For the week ending February 28:

  • Now 98.8% of adult North Carolinians are estimated to have some protection against Covid-19, whether it’s through vaccination (this group alone is at 75%) or the stronger and more durable natural immunity from prior infection (there are as of this date 150 research studies attesting to the strength of natural immunity) or both. Adults are the ones most at risk of losing their jobs, access to government services, ability to travel, ability to buy groceries, etc., for not being vaccinated even though the ostensible public interest is in immunity. 
  • Conversely, as of February 28, only 1.2% of adult North Carolinians were estimated to have neither vaccine-induced protection nor natural immunity. 

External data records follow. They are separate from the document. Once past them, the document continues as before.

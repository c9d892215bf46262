//! Field definitions: the typed, immutable descriptors widgets declare.

pub mod definition;
pub mod kind;
pub mod selector;

pub use definition::{ChoiceOption, FieldBuilder, FieldDefinition, FieldError};
pub use kind::{AlignmentAxis, FieldType};
pub use selector::SelectorRule;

  • Looking at the total population, 97.5% of North Carolinians are estimated to have some protection against Covid-19. These estimates are based on DHHS case numbers, CDC estimates of actual infections, DHHS estimates of current vaccinations, and the formula outlined here.
  • The above estimates are based on the percentage of North Carolinians at least partially vaccinated (some vaccine-induced protection) and an estimate of natural immunity based in the total case count and the CDC actual infections multiplier (one in four; see discussed here). The CDC multiplier has an uncertainty interval of one reported case per 3.4 to 4.7 infections. Estimates based on the percentage of North Carolinians fully vaccinated and the percentage with natural immunity using the lower bound of the CDC actual infections multiplier would yield the following: 94.4% of adults, and 91.7% of all North Carolinians, with immunity or protection.
  • The most recent update from DHHS found 507,977 post-vaccination infections among 6,044,854 fully vaccinated individuals, and the estimated post-vaccination infection rate for the week ending February 14 was 8.4%. Given how strictly DHHS defines a “post-vaccination infection” — as of now, someone must be at least two weeks past receiving the second of two injections; anyone with only one injection or within two weeks of receiving the second “counts” as an unvaccinated case of Covid — the actual post-vaccination infection rate could be much higher than the estimated rate.
  • Also as of the week ending February 14, 41% of Covid-19 cases in North Carolina over the previous week were to people considered fully vaccinated. That proportion has been steady, if not increasing, since late December 2021. For the month of January, 40.6% of Covid-19 cases in North Carolina were to people considered fully vaccinated — up from 35.0% in December.
  • As of the week ending February 14, there had been 83,574 reinfections for those with prior lab-confirmed cases of Covid-19, and the estimated reinfection rate was 3.5%. For reasons discussed here, the actual reinfection rate is likely much lower than the estimated rate.